Dodoma. If you thought the list of CCM presidential aspirants was complete after their number reached 39 by the end of last week, you got it all wrong. Why? Another ruling party cadre, who is little known in political circles, yesterday became the 40th Ikulu hopeful in the Kikwete succession battle.
Ms Helena Elinawinga picked the nomination forms in Dodoma, having driven all the way from Dar es Salaam. She is the sixth female candidate in a line-up that is overwhelmingly male. With only a week to go, it is not clear how Ms Elinawinga will collect signatures in 15 regions—including one from Zanzibar.
Dressed in dark trousers, a pink shirt and a cap featuring the colours of the national flag, Ms Elinawinga arrived at CCM headquarters in a Bajaj at 1pm, determined to pick the nomination forms. Unlike other CCM cadres, who have been appearing at headquarters in party outfit, Ms Elinawinga appeared to be focused on the succession battle rather than the dress code.
Earlier yesterday, there were suggestions that a prominent CCM cadre, Mr Emanuel Nchimbi, would also pick the forms—and journalists made haste to camp at the party’s headquarters.
When Ms Elinawinga arrived in her transport of choice, no one—including journalists—took her for a presidential candidate in a hurry to beat the deadline. This was to change when she calmly opened her bag and paid the Sh1 million required for nomination fees.
With no pomp and no convoys of expensive vehicles and hundreds of supporters, Ms Elinawinga quietly made history, becoming the 40th candidate in the race to State House.
If anyone thought she would address the media after she received the forms, they would be in for another surprise. She declared that she had no interest whatsoever in talking to journalists. Clearly, hers would be a simple and low-key challenge for the presidency.
Still, she could not avoid the press and, in the face of a barrage of questions. So she caved in—reluctantly.

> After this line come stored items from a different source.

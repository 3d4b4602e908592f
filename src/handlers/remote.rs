//! # Remote Shell Handler — remote hosts over ssh/scp
//!
//! Connections are probed with a non-interactive `ssh ... true` call and
//! tracked in the handler's registry; every later operation resolves the
//! connection by name (alias or host) and builds its ssh/scp argument
//! vector from the recorded user, port, and key path. The local spawn is
//! always a direct argv call; only the remote side of an `execute` passes
//! through the remote login shell, which is the documented contract.

use crate::command::{self, VarContext};
use crate::constants::{
    DEFAULT_REXX_PATH, DEFAULT_SSH_USER, PROBE_TIMEOUT, SSH_CONNECT_TIMEOUT_SECS,
};
use crate::error::{Error, Result};
use crate::handlers::{
    read_script_file, require_local_binary, target_script_path, temp_script_path, AddressHandler,
    HandlerConfig, Response,
};
use crate::policy::SecurityPolicy;
use crate::process::{ExecSpec, ProcessGateway, ProcessResult};
use crate::resource::{BackendFlavor, ManagedResource, ResourceRegistry, ResourceStatus};
use async_trait::async_trait;
use std::path::Path;
use std::sync::Arc;
use std::time::Duration;
use tracing::{debug, info, warn};

/// ADDRESS handler for remote hosts reached over SSH.
pub struct RemoteShellHandler {
    gateway: Arc<dyn ProcessGateway>,
    policy: SecurityPolicy,
    registry: ResourceRegistry,
    timeout: Duration,
    default_rexx_binary: Option<String>,
    available: bool,
}
//! # Deployment Orchestrator
//!
//! Composes one container-flavor handler and one remote-shell handler
//! behind a backend-agnostic vocabulary: `setup_container`,
//! `setup_remote_shell`, `deploy_binary`, `execute_remote`,
//! `monitor_deployment`, `cleanup_deployment`, `cleanup_all_deployments`,
//! `setup_mixed_deployment`, and the one-shot `deploy_and_execute`.
//!
//! Named deployments live in a single namespace regardless of backend
//! kind; target resolution through the active-deployments map is what
//! makes `execute_remote` and friends backend-agnostic. The orchestrator
//! depends only on [`AddressHandler`] and composes internal commands in
//! the same grammar external callers use.
//!
//! ## Retry policy
//!
//! `retry_attempts=N` re-issues the underlying operation on transient
//! failures only ([`Error::is_retryable`]); validation, policy,
//! not-found, and capacity errors abort immediately. The result reports
//! the attempt count actually used.

use crate::checkpoint::{CheckpointRouter, LibraryResolver, ProgressCallback, ProgressRecord};
use crate::command::{self, quote, VarContext};
use crate::error::{Error, Result};
use crate::handlers::{
    AddressHandler, ContainerHandler, HandlerConfig, RemoteShellHandler, Response,
};
use crate::process::{ProcessGateway, SystemGateway};
use chrono::{DateTime, Utc};
use serde::{Deserialize, Serialize};
use std::collections::HashMap;
use std::path::PathBuf;
use std::sync::atomic::{AtomicU64, Ordering};
use std::sync::Arc;
use tokio::sync::{Mutex, RwLock};
use tracing::{debug, info, warn};

/// Prefix on worker stdout lines that carry checkpoint messages.
const CHECKPOINT_MARKER: &str = "CHECKPOINT ";
//! Tests for the remote shell handler.
//!
//! Validates connection probing, host allow-list enforcement, ssh/scp
//! argument construction from connection metadata, remote execution as
//! data, and bulk disconnect.

mod common;

use common::MockGateway;
use rexxrun::handlers::{AddressHandler, HandlerConfig, RemoteShellHandler};
use rexxrun::process::ProcessGateway;
use rexxrun::VarContext;
use std::sync::Arc;

fn ctx() -> VarContext {
    VarContext::new()
}

async fn initialized(gateway: &Arc<MockGateway>, config: HandlerConfig) -> RemoteShellHandler {
    let mut handler = RemoteShellHandler::new(gateway.clone() as Arc<dyn ProcessGateway>);
    handler.initialize(config).await.unwrap();
    handler
}

fn strict_hosts(hosts: &[&str]) -> HandlerConfig {
    HandlerConfig {
        security_mode: Some("strict".parse().unwrap()),
        allowed_hosts: hosts.iter().map(|h| h.to_string()).collect(),
        ..Default::default()
    }
}

// =============================================================================
// Connect
// =============================================================================

#[tokio::test]
async fn test_connect_probes_host_and_tracks_connection() {
    let gateway = Arc::new(MockGateway::new());
    let handler = initialized(&gateway, HandlerConfig::default()).await;

    let resp = handler
        .handle_message(
            "connect host=build.example.com user=deploy port=2222 alias=builder",
            &ctx(),
        )
        .await
        .unwrap();
    assert!(resp.success);
    assert_eq!(resp.get_str("name"), Some("builder"));
    assert_eq!(resp.get_str("status"), Some("running"));

    let probe = gateway.calls().last().unwrap().clone();
    assert_eq!(probe.program, "ssh");
    let argv = probe.args.join(" ");
    assert!(argv.contains("BatchMode=yes"));
    assert!(argv.contains("-p 2222"));
    assert!(argv.contains("ConnectTimeout=10"));
    assert!(argv.contains("deploy@build.example.com"));
    assert!(argv.ends_with("true"));

    assert!(handler.registry().contains("builder").await);
}

#[tokio::test]
async fn test_strict_mode_rejects_unlisted_host() {
    let gateway = Arc::new(MockGateway::new());
    let handler = initialized(&gateway, strict_hosts(&["build.example.com"])).await;
    let before = gateway.call_count();

    let err = handler
        .handle_message("connect host=evil.com", &ctx())
        .await
        .unwrap_err();
    assert_eq!(err.to_string(), "Host evil.com not allowed by security policy");
    // Rejected before any ssh process is spawned.
    assert_eq!(gateway.call_count(), before);
    assert!(!handler.registry().contains("evil.com").await);
}

#[tokio::test]
async fn test_unreachable_host_is_not_tracked() {
    let gateway = Arc::new(MockGateway::new());
    let handler = initialized(&gateway, HandlerConfig::default()).await;

    gateway.push_failure(255, "Connection refused");
    let err = handler
        .handle_message("connect host=down.example.com", &ctx())
        .await
        .unwrap_err();
    assert_eq!(err.to_string(), "Connect failed: Connection refused");
    assert!(!handler.registry().contains("down.example.com").await);
}

#[tokio::test]
async fn test_connection_capacity_enforced() {
    let gateway = Arc::new(MockGateway::new());
    let config = HandlerConfig {
        max_connections: Some(1),
        ..Default::default()
    };
    let handler = initialized(&gateway, config).await;

    handler.handle_message("connect host=a.example.com", &ctx()).await.unwrap();
    let err = handler
        .handle_message("connect host=b.example.com", &ctx())
        .await
        .unwrap_err();
    assert_eq!(err.to_string(), "Maximum number of connections (1) reached");
}

// =============================================================================
// Execute
// =============================================================================

#[tokio::test]
async fn test_execute_sends_command_over_ssh() {
    let gateway = Arc::new(MockGateway::new());
    let handler = initialized(&gateway, HandlerConfig::default()).await;
    handler
        .handle_message("connect host=h1.example.com user=admin", &ctx())
        .await
        .unwrap();

    gateway.push_success("Linux h1\n");
    let resp = handler
        .handle_message(r#"execute host=h1.example.com command="uname -n""#, &ctx())
        .await
        .unwrap();
    assert!(resp.success);
    assert_eq!(resp.get_str("output"), Some("Linux h1\n"));

    let exec = gateway.calls().last().unwrap().clone();
    assert_eq!(exec.program, "ssh");
    assert_eq!(exec.args.last().unwrap(), "uname -n");
    assert!(exec.args.contains(&"admin@h1.example.com".to_string()));
}

#[tokio::test]
async fn test_remote_failure_is_data_not_error() {
    let gateway = Arc::new(MockGateway::new());
    let handler = initialized(&gateway, HandlerConfig::default()).await;
    handler.handle_message("connect host=h1.example.com", &ctx()).await.unwrap();

    gateway.push_failure(2, "No such file or directory");
    let resp = handler
        .handle_message(r#"execute host=h1.example.com command="cat /missing""#, &ctx())
        .await
        .unwrap();
    assert!(!resp.success);
    assert_eq!(resp.get_i64("exitCode"), Some(2));
    assert_eq!(resp.get_str("stderr"), Some("No such file or directory"));
}

// =============================================================================
// File Transfer
// =============================================================================

#[tokio::test]
async fn test_upload_uses_scp_with_port_flag() {
    let gateway = Arc::new(MockGateway::new());
    let handler = initialized(&gateway, HandlerConfig::default()).await;
    handler
        .handle_message("connect host=h1.example.com port=2222", &ctx())
        .await
        .unwrap();

    handler
        .handle_message(
            "upload host=h1.example.com local=/home/user/data.txt remote=/tmp/data.txt",
            &ctx(),
        )
        .await
        .unwrap();

    let scp = gateway.calls().last().unwrap().clone();
    assert_eq!(scp.program, "scp");
    let argv = scp.args.join(" ");
    // scp spells the port flag -P, unlike ssh.
    assert!(argv.contains("-P 2222"));
    assert!(argv.contains("/home/user/data.txt"));
    assert!(argv.ends_with("root@h1.example.com:/tmp/data.txt"));
}

#[tokio::test]
async fn test_upload_from_denied_path_is_rejected() {
    let gateway = Arc::new(MockGateway::new());
    let handler = initialized(&gateway, HandlerConfig::default()).await;
    handler.handle_message("connect host=h1.example.com", &ctx()).await.unwrap();
    let before = gateway.call_count();

    let err = handler
        .handle_message(
            "upload host=h1.example.com local=/etc/shadow remote=/tmp/x",
            &ctx(),
        )
        .await
        .unwrap_err();
    assert_eq!(err.to_string(), "Path /etc/shadow not allowed by security policy");
    assert_eq!(gateway.call_count(), before);
}

// =============================================================================
// Script Execution
// =============================================================================

#[tokio::test]
async fn test_execute_rexx_stages_via_scp_and_cleans_up() {
    let gateway = Arc::new(MockGateway::new());
    let handler = initialized(&gateway, HandlerConfig::default()).await;
    handler.handle_message("connect host=h1.example.com", &ctx()).await.unwrap();
    let before = gateway.call_count();

    gateway.push_success(""); // scp stage
    gateway.push_success("OK\n"); // remote interpreter
    gateway.push_success(""); // rm -f cleanup

    let resp = handler
        .handle_message(r#"execute_rexx host=h1.example.com script="SAY OK""#, &ctx())
        .await
        .unwrap();
    assert!(resp.success);
    assert_eq!(resp.get_str("output"), Some("OK\n"));

    let calls = gateway.calls();
    assert_eq!(calls.len(), before + 3);
    assert_eq!(calls[before].program, "scp");
    assert_eq!(calls[before + 1].program, "ssh");
    assert!(calls[before + 1].args.last().unwrap().starts_with("/usr/local/bin/rexx /tmp/"));
    assert!(calls[before + 2].args.last().unwrap().starts_with("rm -f /tmp/"));
}

// =============================================================================
// Disconnect
// =============================================================================

#[tokio::test]
async fn test_disconnect_removes_connection() {
    let gateway = Arc::new(MockGateway::new());
    let handler = initialized(&gateway, HandlerConfig::default()).await;
    handler.handle_message("connect host=h1.example.com", &ctx()).await.unwrap();

    let resp = handler
        .handle_message("disconnect name=h1.example.com", &ctx())
        .await
        .unwrap();
    assert_eq!(resp.get_bool("removed"), Some(true));
    assert!(!handler.registry().contains("h1.example.com").await);
}

#[tokio::test]
async fn test_disconnect_all_reports_count_and_is_idempotent() {
    let gateway = Arc::new(MockGateway::new());
    let handler = initialized(&gateway, HandlerConfig::default()).await;
    handler.handle_message("connect host=a.example.com", &ctx()).await.unwrap();
    handler.handle_message("connect host=b.example.com", &ctx()).await.unwrap();

    let resp = handler.handle_message("disconnect_all", &ctx()).await.unwrap();
    assert_eq!(resp.get_i64("removedCount"), Some(2));

    let resp = handler.handle_message("disconnect_all", &ctx()).await.unwrap();
    assert_eq!(resp.get_i64("removedCount"), Some(0));
}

Asked why she was in the race, her answer was brief and to the point. The 41-year old said she was in because it seemed that everyone had become a street judge and she wanted to stop the killing of leaders in the streets. She would not explain what she meant, saying only that there have been “sequential death penalties”. She was fit and qualified for the highest office in the land, she added, because she believes in a just society. Ms Elinawinga then pulled out of her briefcase copies of papers that featured photographs of former Liberian President Charles Taylor and ousted Egyptian Islamist leader Mohammed Morsy.